## Assignment
Check every line of the entries for "title", and copy the lines that hold it.

○ ○ ○ ○

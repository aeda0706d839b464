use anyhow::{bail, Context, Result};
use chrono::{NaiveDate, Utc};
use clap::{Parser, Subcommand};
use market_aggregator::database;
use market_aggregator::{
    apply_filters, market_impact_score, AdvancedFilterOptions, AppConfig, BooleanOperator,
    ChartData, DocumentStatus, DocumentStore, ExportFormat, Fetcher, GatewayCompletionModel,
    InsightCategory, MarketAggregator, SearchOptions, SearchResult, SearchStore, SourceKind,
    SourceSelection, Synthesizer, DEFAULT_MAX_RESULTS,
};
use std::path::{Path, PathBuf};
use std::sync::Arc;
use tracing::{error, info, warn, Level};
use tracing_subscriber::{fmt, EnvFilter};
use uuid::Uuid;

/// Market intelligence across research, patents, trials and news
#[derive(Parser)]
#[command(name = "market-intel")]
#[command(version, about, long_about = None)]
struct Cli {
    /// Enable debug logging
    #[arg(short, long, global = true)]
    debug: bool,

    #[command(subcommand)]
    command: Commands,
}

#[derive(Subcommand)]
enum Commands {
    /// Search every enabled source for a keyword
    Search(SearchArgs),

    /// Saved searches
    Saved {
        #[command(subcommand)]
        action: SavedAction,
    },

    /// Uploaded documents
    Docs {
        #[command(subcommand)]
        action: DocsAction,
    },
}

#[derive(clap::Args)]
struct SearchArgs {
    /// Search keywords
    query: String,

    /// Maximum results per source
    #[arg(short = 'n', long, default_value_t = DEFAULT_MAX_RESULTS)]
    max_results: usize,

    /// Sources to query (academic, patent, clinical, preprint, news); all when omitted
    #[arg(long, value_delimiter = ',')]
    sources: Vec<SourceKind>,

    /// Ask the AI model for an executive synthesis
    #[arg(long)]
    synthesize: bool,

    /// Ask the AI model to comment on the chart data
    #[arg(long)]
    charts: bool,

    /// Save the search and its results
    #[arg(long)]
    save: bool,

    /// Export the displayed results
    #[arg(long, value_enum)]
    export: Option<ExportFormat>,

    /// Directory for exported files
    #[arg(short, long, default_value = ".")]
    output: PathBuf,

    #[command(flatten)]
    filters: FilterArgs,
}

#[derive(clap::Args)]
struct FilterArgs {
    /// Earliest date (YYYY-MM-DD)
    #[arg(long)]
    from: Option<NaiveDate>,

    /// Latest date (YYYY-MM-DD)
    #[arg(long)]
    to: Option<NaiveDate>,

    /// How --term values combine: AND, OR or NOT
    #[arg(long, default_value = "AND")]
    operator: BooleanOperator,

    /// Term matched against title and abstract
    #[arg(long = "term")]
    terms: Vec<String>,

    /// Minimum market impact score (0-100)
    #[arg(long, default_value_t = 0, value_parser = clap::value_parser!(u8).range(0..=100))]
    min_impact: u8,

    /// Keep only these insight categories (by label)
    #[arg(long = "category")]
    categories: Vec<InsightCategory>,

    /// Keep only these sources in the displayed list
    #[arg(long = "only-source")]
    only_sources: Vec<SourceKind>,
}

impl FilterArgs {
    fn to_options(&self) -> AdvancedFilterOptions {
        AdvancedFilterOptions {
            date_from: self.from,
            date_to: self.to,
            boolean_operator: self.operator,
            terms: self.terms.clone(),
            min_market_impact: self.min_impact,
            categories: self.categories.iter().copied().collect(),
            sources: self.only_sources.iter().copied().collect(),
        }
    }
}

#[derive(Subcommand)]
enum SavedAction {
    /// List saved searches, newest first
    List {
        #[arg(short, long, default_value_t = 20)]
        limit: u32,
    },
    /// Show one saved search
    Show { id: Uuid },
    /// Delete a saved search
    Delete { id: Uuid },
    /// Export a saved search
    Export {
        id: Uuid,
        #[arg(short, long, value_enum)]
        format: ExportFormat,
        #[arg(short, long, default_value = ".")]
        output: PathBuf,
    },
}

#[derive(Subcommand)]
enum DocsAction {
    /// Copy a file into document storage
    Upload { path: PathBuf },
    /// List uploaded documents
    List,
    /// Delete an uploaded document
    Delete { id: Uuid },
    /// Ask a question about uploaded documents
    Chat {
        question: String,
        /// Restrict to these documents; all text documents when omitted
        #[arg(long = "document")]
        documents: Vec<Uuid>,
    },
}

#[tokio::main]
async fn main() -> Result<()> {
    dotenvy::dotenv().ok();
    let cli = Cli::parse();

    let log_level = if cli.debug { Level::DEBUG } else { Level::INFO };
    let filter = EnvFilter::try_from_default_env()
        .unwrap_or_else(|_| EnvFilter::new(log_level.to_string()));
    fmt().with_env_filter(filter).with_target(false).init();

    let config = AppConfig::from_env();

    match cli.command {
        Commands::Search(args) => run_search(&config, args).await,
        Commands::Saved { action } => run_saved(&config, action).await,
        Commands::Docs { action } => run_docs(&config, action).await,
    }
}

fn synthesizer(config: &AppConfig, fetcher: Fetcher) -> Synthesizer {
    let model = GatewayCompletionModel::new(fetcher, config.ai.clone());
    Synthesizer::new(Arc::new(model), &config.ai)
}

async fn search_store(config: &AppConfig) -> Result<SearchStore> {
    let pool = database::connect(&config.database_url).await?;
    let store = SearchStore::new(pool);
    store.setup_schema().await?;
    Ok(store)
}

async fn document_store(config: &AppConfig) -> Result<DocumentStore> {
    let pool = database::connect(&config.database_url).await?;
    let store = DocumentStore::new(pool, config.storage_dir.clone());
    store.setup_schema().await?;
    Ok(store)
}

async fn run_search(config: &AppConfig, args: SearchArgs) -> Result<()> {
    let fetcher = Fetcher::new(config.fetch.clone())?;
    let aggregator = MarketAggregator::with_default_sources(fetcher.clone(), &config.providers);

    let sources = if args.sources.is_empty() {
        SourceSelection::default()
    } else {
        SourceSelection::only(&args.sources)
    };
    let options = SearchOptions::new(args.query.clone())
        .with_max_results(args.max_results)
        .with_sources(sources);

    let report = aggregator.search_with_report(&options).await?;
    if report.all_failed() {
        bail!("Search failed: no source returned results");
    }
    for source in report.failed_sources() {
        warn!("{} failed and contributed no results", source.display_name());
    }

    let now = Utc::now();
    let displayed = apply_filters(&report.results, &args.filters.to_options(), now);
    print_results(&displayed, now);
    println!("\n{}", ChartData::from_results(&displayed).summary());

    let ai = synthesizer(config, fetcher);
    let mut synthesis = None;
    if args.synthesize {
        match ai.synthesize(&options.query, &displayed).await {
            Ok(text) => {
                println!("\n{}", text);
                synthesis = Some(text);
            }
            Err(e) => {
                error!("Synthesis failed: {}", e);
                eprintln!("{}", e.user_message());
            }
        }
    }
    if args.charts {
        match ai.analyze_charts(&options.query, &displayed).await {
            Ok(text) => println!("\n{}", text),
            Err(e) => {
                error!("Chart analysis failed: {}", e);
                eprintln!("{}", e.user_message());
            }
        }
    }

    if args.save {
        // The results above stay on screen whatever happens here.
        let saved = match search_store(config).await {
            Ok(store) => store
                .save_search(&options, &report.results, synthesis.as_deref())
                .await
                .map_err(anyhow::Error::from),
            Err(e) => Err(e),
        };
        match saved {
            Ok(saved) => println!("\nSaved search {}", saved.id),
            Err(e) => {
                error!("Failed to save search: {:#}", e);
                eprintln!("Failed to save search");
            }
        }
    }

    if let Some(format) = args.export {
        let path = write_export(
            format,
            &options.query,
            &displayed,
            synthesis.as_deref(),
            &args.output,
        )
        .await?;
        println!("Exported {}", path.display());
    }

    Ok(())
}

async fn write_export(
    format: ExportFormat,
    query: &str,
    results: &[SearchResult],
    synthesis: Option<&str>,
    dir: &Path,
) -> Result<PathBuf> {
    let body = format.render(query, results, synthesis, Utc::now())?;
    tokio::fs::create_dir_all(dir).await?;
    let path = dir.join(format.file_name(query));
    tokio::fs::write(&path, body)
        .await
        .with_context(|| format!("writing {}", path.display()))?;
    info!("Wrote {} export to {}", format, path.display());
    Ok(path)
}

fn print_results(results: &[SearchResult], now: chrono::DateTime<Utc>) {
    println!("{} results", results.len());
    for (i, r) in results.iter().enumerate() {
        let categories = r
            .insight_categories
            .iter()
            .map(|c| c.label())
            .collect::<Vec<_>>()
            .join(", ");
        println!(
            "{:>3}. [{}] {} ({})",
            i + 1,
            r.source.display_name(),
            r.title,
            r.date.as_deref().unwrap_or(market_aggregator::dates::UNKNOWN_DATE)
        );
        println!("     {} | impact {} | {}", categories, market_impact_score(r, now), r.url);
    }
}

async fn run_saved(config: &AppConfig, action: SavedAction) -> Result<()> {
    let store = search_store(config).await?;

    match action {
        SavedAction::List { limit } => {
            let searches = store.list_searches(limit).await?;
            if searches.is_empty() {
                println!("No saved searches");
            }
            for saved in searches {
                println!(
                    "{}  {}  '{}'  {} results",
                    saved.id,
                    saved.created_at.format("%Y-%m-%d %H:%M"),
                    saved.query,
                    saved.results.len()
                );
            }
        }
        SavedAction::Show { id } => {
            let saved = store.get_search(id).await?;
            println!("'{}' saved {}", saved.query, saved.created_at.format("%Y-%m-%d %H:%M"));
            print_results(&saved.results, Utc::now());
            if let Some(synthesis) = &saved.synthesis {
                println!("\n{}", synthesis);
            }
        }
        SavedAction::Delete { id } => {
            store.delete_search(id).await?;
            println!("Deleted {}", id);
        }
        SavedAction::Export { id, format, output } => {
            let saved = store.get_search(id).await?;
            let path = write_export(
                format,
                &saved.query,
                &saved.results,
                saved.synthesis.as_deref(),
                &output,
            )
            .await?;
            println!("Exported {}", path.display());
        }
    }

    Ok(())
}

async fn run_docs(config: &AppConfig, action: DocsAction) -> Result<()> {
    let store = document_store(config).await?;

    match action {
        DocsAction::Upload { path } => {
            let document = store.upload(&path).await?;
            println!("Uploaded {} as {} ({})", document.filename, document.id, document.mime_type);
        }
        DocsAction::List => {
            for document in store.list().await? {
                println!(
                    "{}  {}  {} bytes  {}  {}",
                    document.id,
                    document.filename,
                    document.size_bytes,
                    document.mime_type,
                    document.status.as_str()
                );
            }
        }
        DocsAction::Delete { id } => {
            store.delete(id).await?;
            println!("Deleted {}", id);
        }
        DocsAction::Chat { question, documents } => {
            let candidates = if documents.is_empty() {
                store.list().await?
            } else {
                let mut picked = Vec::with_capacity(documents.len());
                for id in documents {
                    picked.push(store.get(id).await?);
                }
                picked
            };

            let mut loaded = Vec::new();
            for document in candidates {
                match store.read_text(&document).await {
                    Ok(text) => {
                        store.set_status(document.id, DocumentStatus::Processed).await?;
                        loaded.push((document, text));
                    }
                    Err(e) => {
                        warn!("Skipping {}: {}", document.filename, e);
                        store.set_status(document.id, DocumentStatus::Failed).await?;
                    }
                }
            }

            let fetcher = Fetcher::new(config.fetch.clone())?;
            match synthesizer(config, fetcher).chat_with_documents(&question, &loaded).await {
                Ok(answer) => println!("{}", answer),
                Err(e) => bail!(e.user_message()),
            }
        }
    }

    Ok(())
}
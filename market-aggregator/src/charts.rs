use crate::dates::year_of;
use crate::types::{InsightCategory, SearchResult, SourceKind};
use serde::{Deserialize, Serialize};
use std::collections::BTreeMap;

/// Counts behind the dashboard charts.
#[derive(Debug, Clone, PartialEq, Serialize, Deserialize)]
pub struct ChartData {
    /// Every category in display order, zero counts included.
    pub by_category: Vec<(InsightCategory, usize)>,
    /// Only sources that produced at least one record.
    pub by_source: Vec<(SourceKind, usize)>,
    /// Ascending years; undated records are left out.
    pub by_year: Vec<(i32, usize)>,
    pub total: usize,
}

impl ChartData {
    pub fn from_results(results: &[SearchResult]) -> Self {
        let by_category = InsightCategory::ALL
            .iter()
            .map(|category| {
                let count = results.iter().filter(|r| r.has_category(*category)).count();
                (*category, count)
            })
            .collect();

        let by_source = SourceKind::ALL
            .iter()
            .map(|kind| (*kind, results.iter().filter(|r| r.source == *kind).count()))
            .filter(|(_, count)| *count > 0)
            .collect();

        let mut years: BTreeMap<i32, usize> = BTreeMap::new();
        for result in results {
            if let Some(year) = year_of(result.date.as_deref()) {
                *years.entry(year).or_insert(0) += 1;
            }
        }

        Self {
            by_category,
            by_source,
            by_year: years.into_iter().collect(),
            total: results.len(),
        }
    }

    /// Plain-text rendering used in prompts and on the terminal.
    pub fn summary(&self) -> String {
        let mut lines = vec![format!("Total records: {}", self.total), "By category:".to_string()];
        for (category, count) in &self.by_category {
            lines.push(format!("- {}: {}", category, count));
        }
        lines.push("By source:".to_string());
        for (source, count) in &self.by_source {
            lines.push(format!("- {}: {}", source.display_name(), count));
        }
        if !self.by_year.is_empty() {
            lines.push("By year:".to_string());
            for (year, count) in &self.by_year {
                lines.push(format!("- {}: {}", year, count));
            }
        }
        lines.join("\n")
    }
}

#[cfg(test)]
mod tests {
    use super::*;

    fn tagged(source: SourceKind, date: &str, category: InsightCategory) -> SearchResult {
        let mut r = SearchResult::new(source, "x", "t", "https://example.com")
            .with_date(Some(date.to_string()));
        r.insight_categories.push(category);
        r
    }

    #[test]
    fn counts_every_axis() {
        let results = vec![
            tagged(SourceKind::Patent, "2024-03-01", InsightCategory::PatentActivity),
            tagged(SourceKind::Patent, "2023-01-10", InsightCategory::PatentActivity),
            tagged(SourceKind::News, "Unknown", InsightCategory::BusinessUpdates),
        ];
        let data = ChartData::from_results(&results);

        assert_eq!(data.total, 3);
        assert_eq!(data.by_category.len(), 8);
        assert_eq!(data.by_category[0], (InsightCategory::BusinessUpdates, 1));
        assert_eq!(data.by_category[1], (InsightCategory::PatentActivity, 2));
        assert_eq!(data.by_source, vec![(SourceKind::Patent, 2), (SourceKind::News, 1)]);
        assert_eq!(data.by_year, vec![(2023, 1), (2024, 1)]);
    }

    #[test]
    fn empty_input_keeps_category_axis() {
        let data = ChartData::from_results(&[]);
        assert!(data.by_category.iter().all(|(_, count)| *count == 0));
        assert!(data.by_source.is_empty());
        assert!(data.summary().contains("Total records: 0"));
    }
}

○ ○ ○ ○

## Solution to this exercise
    /// Term matched against title and abstract
            r.title,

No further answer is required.